653 F.3d 1043, 2011 U.S. App. LEXIS 16341, 2011 WL 3437033
CourtCourt of Appeals for the Ninth Circuit
DecidedAugust 8, 2011
Docket10-50168
StatusPublished
Cited by5 cases

This text of 653 F.3d 1043 (United States v. Della Porta) is published on Counsel Stack Legal Research, covering Court of Appeals for the Ninth Circuit primary law. Counsel Stack provides free access to over 12 million legal documents including statutes, case law, regulations, and constitutions.

Bluebook
United States v. Della Porta, 653 F.3d 1043, 2011 U.S. App. LEXIS 16341, 2011 WL 3437033 (9th Cir. 2011).

Opinion

OPINION

SILVERMAN, Circuit Judge:

In United States v. Evanston, we recently held that a district court abuses its discretion and impermissibly coerces a jury verdict where, “over defense objection and after the administration of an unsuccessful Allen charge, [the court] inquire[s] into the reasons for a trial jury’s deadlock and then permit[s] supplemental argument focused on those issues, where the issues in dispute are factual rather than legal.” 651 F.3d 1080, 1082 (9th Cir.2011). In this case we also address the use of supplemental closing arguments to assist a deadlocked jury, but under significantly different circumstances: where the district court never gave an Allen charge and never inquired into the reasons for the jury deadlock. We hold today that under these circumstances, unlike those at issue in Evanston, the district court’s decision to permit supplemental closing argument did not result in impermissible coercion and did not constitute an abuse of discretion meriting reversal. Nor do we find any plain error in the district court’s jury instructions.

I. BACKGROUND

Between 1996 and 2006, Rosa Della Porta worked as a bookkeeper for the International Longshoremen’s and Warehouse-men’s Union Local 26 in Los Angeles. As the union’s bookkeeper, Della Porta was responsible for maintaining the union’s receipt books and depositing various cash and check payments received by the union into its two bank accounts. In the spring of 2005, the union’s internal auditor discovered that thousands of dollars in cash payments received by the union had not been deposited into its bank accounts. A Department of Labor investigation ensued, and Della Porta was charged with one count of embezzlement and theft of labor union assets under 29 U.S.C. § 501(c).

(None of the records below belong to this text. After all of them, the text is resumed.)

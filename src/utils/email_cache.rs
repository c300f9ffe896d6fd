use crate::utils::email_filter::normalize;
use anyhow::Result;
use futures::future::join_all;
use futures_util::StreamExt;
use moka::future::Cache;
use once_cell::sync::Lazy;
use sqlx::MySqlPool;
use std::time::Duration;

/// Emails known to be registered, keyed by their normalized form.
/// Presence is the whole answer; a miss means "ask the database".
static EMAIL_CACHE: Lazy<Cache<String, ()>> = Lazy::new(|| {
    Cache::builder()
        .max_capacity(200_000)
        .time_to_live(Duration::from_secs(86400)) // 24h TTL
        .build()
});

/// `email` must already be normalized.
pub async fn mark_taken(email: String) {
    EMAIL_CACHE.insert(email, ()).await;
}

/// `email` must already be normalized.
pub fn is_taken(email: &str) -> bool {
    EMAIL_CACHE.contains_key(email)
}

/// Preload emails of users who logged in during the last `days` days.
pub async fn warmup_email_cache(pool: &MySqlPool, days: u32, batch_size: usize) -> Result<()> {
    let mut chunks = sqlx::query_scalar::<_, String>(
        r#"
        SELECT email
        FROM users
        WHERE last_login_at >= NOW() - INTERVAL ? DAY
        ORDER BY last_login_at DESC
        "#,
    )
    .bind(days)
    .fetch(pool)
    .chunks(batch_size.max(1));

    let mut total = 0usize;
    while let Some(chunk) = chunks.next().await {
        let emails = chunk.into_iter().collect::<Result<Vec<_>, _>>()?;
        total += emails.len();
        join_all(emails.iter().map(|e| mark_taken(normalize(e)))).await;
    }

    log::info!("Email cache warmup complete: {} recent users (last {} days)", total, days);
    Ok(())
}

#[cfg(test)]
mod tests {
    use super::*;

    #[actix_web::test]
    async fn marked_email_is_taken() {
        let email = normalize("Cache-Fresh@ACE.edu");
        assert!(!is_taken(&email));
        mark_taken(email.clone()).await;
        assert!(is_taken("cache-fresh@ace.edu"));
    }

    #[actix_web::test]
    async fn keys_are_not_normalized_twice() {
        mark_taken(normalize(" Keyed@ace.edu ")).await;
        assert!(is_taken("keyed@ace.edu"));
        assert!(!is_taken(" Keyed@ace.edu "));
    }
}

At trial, the government sought to prove that Della Porta used a dual deposit slip method to conceal her theft of the union’s cash. Under this system, she prepared two sets of bank deposit slips when she made deposits into the union’s accounts— one for the bank and one for the union’s records. The union’s deposit slips reflected that all of the cash payments had actually been deposited in the union’s bank accounts, but the deposit slips submitted to the bank showed that either less or no cash had been deposited. In order to account for the difference in the cash value between the two sets of deposit slips, Della Porta substituted dues checks received from the union members’ employers in place of the cash missing from the bank deposits. The dues checks did not appear on the union’s deposit slips. There was a discrepancy of over $100,000 between the cash received by the union and the cash deposited into the union’s bank account between 2003 and 2006. The government also presented evidence that, during the same approximate period, Della Porta deposited more than $15,000 in cash and more than $13,000 in money orders into her personal bank account. The government introduced evidence of both the dual deposit scheme and the cash and money order deposits into Della Porta’s account *1046 through Roberto Gonzalez, the lead investigating agent from the Department of Labor.

Della Porta testified in her defense. She admitted using the above-described dual deposit system but denied taking the union’s cash for her personal use. She claimed that Luisa Gratz, the union’s president, instructed her to withhold certain amounts of cash from the deposits into the union’s bank accounts so the union could donate the cash to overseas labor-related charities and organizations. As for the influx of deposits into her personal checking account between 2003 and 2006, Della Porta claimed that her sister gave her some of the money to help her pay her household expenses, and that she also earned income on the side through part-time work with Mary Kay and Avon. When called as a witness by the government, however, Della Porta’s sister denied ever giving Della Porta cash for any household or related expenses.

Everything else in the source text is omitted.